Tuesday, March 19, 2024
Advertisement

The 4 Essential Hotel Parities – Rates, Content, Rooms & Market

Consult Dictionary.com and you’ll find that parity is defined with words like ‘equality’ and ‘equivalence’. Ask a hotel professional what ‘parity’ means to them and they’ll probably sigh and recount the difficulties of maintaining rate parity in an increasingly challenging online marketspace.

But what if you were to ask guests what they think parity means? Do they care about our challenges? Or will they book the cheapest or most accurately described room? Will it really matter to them whether that’s a hotel’s own website or an OTA?

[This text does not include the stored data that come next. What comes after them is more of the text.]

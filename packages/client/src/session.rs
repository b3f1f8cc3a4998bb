//! Shared session state derived from authority events
//!
//! The [`SessionStore`] is the single writer of [`SessionState`]; view
//! consumers only read cloned snapshots or subscribe to the watch channel.
//! The store persists across reconnect cycles: a disconnect never resets
//! the last known session.

use std::sync::atomic::{AtomicBool, Ordering};
use std::sync::Arc;
use std::time::Duration;

use parking_lot::Mutex;
use tokio::sync::watch;
use tokio::task::JoinHandle;
use tokio::time::MissedTickBehavior;

use crate::connection::ConnectionManager;
use crate::messages::AppState;

/// Latest known shared session state
#[derive(Debug, Clone, PartialEq, Default)]
pub struct SessionState {
    /// Identifier of the song the authority has loaded
    pub current_song: Option<String>,

    /// Whether the authority considers playback active
    pub is_playing: bool,

    /// Authority playback position in seconds
    pub position_seconds: f64,

    /// Most recent error, cleared by the next well-formed state event
    pub last_error: Option<String>,
}

impl SessionState {
    /// Replace this snapshot with an inbound state event.
    ///
    /// Without a song there is nothing to play: the playing flag and
    /// position are normalized accordingly.
    fn apply(&mut self, update: &AppState) {
        self.current_song = update.current_song.clone();
        if self.current_song.is_none() {
            self.is_playing = false;
            self.position_seconds = 0.0;
        } else {
            self.is_playing = update.is_playing;
            self.position_seconds = update.position.max(0.0);
        }
        self.last_error = None;
    }
}

/// Holds the latest reconciled session state for consumers
pub struct SessionStore {
    manager: ConnectionManager,
    shared: Arc<StoreShared>,
    poll_task: JoinHandle<()>,
}

struct StoreShared {
    state: Mutex<SessionState>,
    updates: watch::Sender<SessionState>,
    connected: AtomicBool,
}

impl StoreShared {
    /// Mutate the state under the lock, then publish the full snapshot
    fn update(&self, mutate: impl FnOnce(&mut SessionState)) {
        let snapshot = {
            let mut state = self.state.lock();
            mutate(&mut state);
            state.clone()
        };
        self.updates.send_replace(snapshot);
    }
}

impl SessionStore {
    /// Create a store subscribed to the manager's event channels.
    ///
    /// `poll_interval` controls how often connectivity is refreshed; see
    /// [`Self::is_connected`].
    pub fn new(manager: ConnectionManager, poll_interval: Duration) -> Self {
        let (updates, _) = watch::channel(SessionState::default());
        let shared = Arc::new(StoreShared {
            state: Mutex::new(SessionState::default()),
            updates,
            connected: AtomicBool::new(false),
        });

        let on_state = Arc::clone(&shared);
        manager.on_app_state(move |update| {
            on_state.update(|state| state.apply(update));
        });

        let on_error = Arc::clone(&shared);
        manager.on_error(move |error| {
            let message = error.to_string();
            on_error.update(|state| state.last_error = Some(message));
        });

        let poll_shared = Arc::clone(&shared);
        let poll_manager = manager.clone();
        let poll_task = tokio::spawn(async move {
            let mut interval = tokio::time::interval(poll_interval);
            interval.set_missed_tick_behavior(MissedTickBehavior::Skip);
            loop {
                interval.tick().await;
                poll_shared
                    .connected
                    .store(poll_manager.is_connected(), Ordering::Relaxed);
            }
        });

        Self {
            manager,
            shared,
            poll_task,
        }
    }

    /// Clone of the current session state
    pub fn snapshot(&self) -> SessionState {
        self.shared.state.lock().clone()
    }

    /// Subscribe to state changes; every published value is a complete
    /// snapshot
    pub fn subscribe(&self) -> watch::Receiver<SessionState> {
        self.shared.updates.subscribe()
    }

    /// Last polled connectivity.
    ///
    /// Connectivity is sampled on a fixed interval rather than pushed, so
    /// the value may lag reality by up to one interval.
    pub fn is_connected(&self) -> bool {
        self.shared.connected.load(Ordering::Relaxed)
    }

    /// User-facing recovery action: clear the last error and cycle the
    /// connection. Distinct from the transport's automatic retry loop.
    pub fn reconnect(&self) {
        tracing::info!("manual reconnect requested");
        self.shared.update(|state| state.last_error = None);
        self.manager.disconnect();
        self.manager.connect();
    }

    /// The connection manager this store observes
    pub fn manager(&self) -> &ConnectionManager {
        &self.manager
    }
}

impl Drop for SessionStore {
    fn drop(&mut self) {
        self.poll_task.abort();
    }
}
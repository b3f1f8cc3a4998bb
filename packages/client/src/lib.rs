//! Session synchronization client for the Showlink show authority
//!
//! This crate keeps a local user interface in agreement with the remote
//! "now playing" session over a persistent websocket, and mirrors local
//! playback actions back to the authority:
//!
//! - [`ConnectionManager`] owns the transport, its retry policy, and the
//!   event fan-out to listeners.
//! - [`SessionStore`] turns inbound events into the latest known
//!   [`SessionState`] snapshot.
//! - [`PlaybackReconciler`] corrects a local [`MediaSurface`] against the
//!   remote state without creating feedback loops.
//!
//! # Example
//!
//! ```rust,no_run
//! use std::time::Duration;
//! use showlink_client::{ConnectionManager, ReconnectPolicy, SessionStore};
//!
//! # async fn example() {
//! let url = url::Url::parse("ws://localhost:5000/ws").unwrap();
//! let manager = ConnectionManager::new(url, ReconnectPolicy::default());
//! let store = SessionStore::new(manager.clone(), Duration::from_secs(1));
//!
//! manager.connect();
//! println!("song: {:?}", store.snapshot().current_song);
//! # }
//! ```

mod connection;
mod error;
mod media;
mod messages;
mod reconciler;
mod session;
mod transport;

pub use connection::{ConnectionManager, ConnectionState};
pub use error::ClientError;
pub use media::{LoadedMedia, MediaError, MediaLoader, MediaSession, MediaSurface};
pub use messages::{describe_error, Action, AppState, OutboundMessage, ServerEvent};
pub use reconciler::{run_sync_loop, OutboundSink, PlaybackReconciler};
pub use session::{SessionState, SessionStore};
pub use transport::{
    DisconnectReason, ReconnectPolicy, TransportEvent, TransportFactory, TransportHandle,
    WsTransportFactory,
};
//! Session synchronization tunables

use std::time::Duration;

use crate::{parse_env, ConfigError, ConfigResult};

/// Tunables for connection recovery and playback reconciliation
#[derive(Debug, Clone)]
pub struct SyncConfig {
    /// How often displayed connectivity is refreshed, in milliseconds.
    ///
    /// Connectivity is polled rather than pushed, so what consumers see may
    /// lag reality by up to one interval.
    pub poll_interval_ms: u64,

    /// How often the local playback position is compared against the
    /// remote one, in milliseconds
    pub observe_interval_ms: u64,

    /// Minimum local/remote position difference, in seconds, that triggers
    /// a corrective seek
    pub seek_tolerance_secs: f64,

    /// Consecutive failed connection attempts before giving up
    pub max_reconnect_attempts: u32,

    /// Delay between connection attempts, in milliseconds
    pub reconnect_delay_ms: u64,
}

impl SyncConfig {
    /// Load sync configuration from environment variables
    pub fn from_env() -> ConfigResult<Self> {
        let config = Self {
            poll_interval_ms: parse_env("SHOWLINK_POLL_INTERVAL_MS", 1000)?,
            observe_interval_ms: parse_env("SHOWLINK_OBSERVE_INTERVAL_MS", 250)?,
            seek_tolerance_secs: parse_env("SHOWLINK_SEEK_TOLERANCE_SECS", 0.5)?,
            max_reconnect_attempts: parse_env("SHOWLINK_MAX_RECONNECT_ATTEMPTS", 5)?,
            reconnect_delay_ms: parse_env("SHOWLINK_RECONNECT_DELAY_MS", 1000)?,
        };
        config.validate()?;
        Ok(config)
    }

    fn validate(&self) -> ConfigResult<()> {
        if self.seek_tolerance_secs < 0.0 {
            return Err(ConfigError::ValidationError(format!(
                "SHOWLINK_SEEK_TOLERANCE_SECS must be non-negative, got {}",
                self.seek_tolerance_secs
            )));
        }
        if self.poll_interval_ms == 0 {
            return Err(ConfigError::ValidationError(
                "SHOWLINK_POLL_INTERVAL_MS must be greater than zero".into(),
            ));
        }
        if self.observe_interval_ms == 0 {
            return Err(ConfigError::ValidationError(
                "SHOWLINK_OBSERVE_INTERVAL_MS must be greater than zero".into(),
            ));
        }
        Ok(())
    }

    /// Connectivity poll interval as a [`Duration`]
    pub fn poll_interval(&self) -> Duration {
        Duration::from_millis(self.poll_interval_ms)
    }

    /// Position observation interval as a [`Duration`]
    pub fn observe_interval(&self) -> Duration {
        Duration::from_millis(self.observe_interval_ms)
    }

    /// Delay between connection attempts as a [`Duration`]
    pub fn reconnect_delay(&self) -> Duration {
        Duration::from_millis(self.reconnect_delay_ms)
    }
}

impl Default for SyncConfig {
    fn default() -> Self {
        Self {
            poll_interval_ms: 1000,
            observe_interval_ms: 250,
            seek_tolerance_secs: 0.5,
            max_reconnect_attempts: 5,
            reconnect_delay_ms: 1000,
        }
    }
}

#[cfg(test)]
mod tests {
    use super::*;

    #[test]
    fn test_default_config() {
        let config = SyncConfig::default();
        assert_eq!(config.poll_interval(), Duration::from_secs(1));
        assert_eq!(config.seek_tolerance_secs, 0.5);
        assert_eq!(config.max_reconnect_attempts, 5);
    }

    #[test]
    fn test_from_env_overrides() {
        temp_env::with_vars(
            [
                ("SHOWLINK_POLL_INTERVAL_MS", Some("500")),
                ("SHOWLINK_SEEK_TOLERANCE_SECS", Some("1.5")),
                ("SHOWLINK_MAX_RECONNECT_ATTEMPTS", Some("3")),
            ],
            || {
                let config = SyncConfig::from_env().unwrap();
                assert_eq!(config.poll_interval_ms, 500);
                assert_eq!(config.seek_tolerance_secs, 1.5);
                assert_eq!(config.max_reconnect_attempts, 3);
            },
        );
    }

    #[test]
    fn test_negative_tolerance_rejected() {
        temp_env::with_vars([("SHOWLINK_SEEK_TOLERANCE_SECS", Some("-0.5"))], || {
            assert!(SyncConfig::from_env().is_err());
        });
    }

    #[test]
    fn test_zero_poll_interval_rejected() {
        temp_env::with_vars([("SHOWLINK_POLL_INTERVAL_MS", Some("0"))], || {
            assert!(SyncConfig::from_env().is_err());
        });
    }

    #[test]
    fn test_unparseable_value_rejected() {
        temp_env::with_vars([("SHOWLINK_MAX_RECONNECT_ATTEMPTS", Some("many"))], || {
            let err = SyncConfig::from_env().unwrap_err();
            assert!(err.to_string().contains("SHOWLINK_MAX_RECONNECT_ATTEMPTS"));
        });
    }
}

We know that maintaining rate parity is one of the biggest challenges in the online distribution of hotel inventory, but what we often overlook are the other parities that can influence your chances of increasing direct bookings.

Here we look at 4 essential parities, Rate, Content, Room and Market;

Rate Parity

You have to sympathise with revenue managers (or those who set your rate strategy) – the list of rate parity woes is ever-growing; corporate rates are being offered to consumers, VAT isn’t being included on pricing, inclusions (breakfast etc) not being made clear, non-transparent pricing (per person vs. per room), lack of clarity of rate types on offer, mixed messaging on cancellation policies etc.

And in an online environment where affiliates of affiliates seem to be popping up here, there and everywhere; the emerging challenge is finding the source of a cheaper rate.

However, rate parity remains essential. Price driven consumers will shop around and book the cheapest rate they see. If that’s an OTA, then you’ve just lost up to 25% of your profits.

We should take learnings from a recent article by David Collins on the future of hotel brands;

“Remember, ultimately you dictate your hotel’s rate strategy and decide which 3rd party channels including GDS suit your business mix”

Whilst the situation may seem helpless for many, it is our collective responsibility to continuously challenge and raise awareness of distribution channels that don’t adhere to fair business practice in order to instigate long-term change.

Content Parity

It seems a simple premise –  have the same room types, with the same room descriptions, wherever your hotel is mentioned across the web. In reality, it’s surprisingly overlooked.

The naming of room types is often different across channels (e.g a Double Room on a hotel website might be called an Executive Room on an OTA – exactly the same inventory but a completely different name). Keeping a consistency across room types and room descriptions ensures a level playing field between your website and OTAs.

Example – a popular hotel in New York.

Full credit to the hotel for having a cheaper rate than the OTA for a random availability check. However, their description of a King Room differs between the OTA site and their own website/booking engine;

Content Parity HotelThe website talks of Italian Frette Linens, luxury toiletries, animal print bathrobes etc. It’s absolutely understandable that they highlight unique selling points, however, when it’s compared to the very factual and comprehensive room description featured on the OTA website, you can see there are key elements that are missing.

There is no mention of air conditioning, iron, hairdryer, PPV channels, alarm clock and wake-up service on the hotel website room description. Whilst this may sound petty, would a guest feel more confident in booking through the OTA because its room description features one key element they particularly wanted?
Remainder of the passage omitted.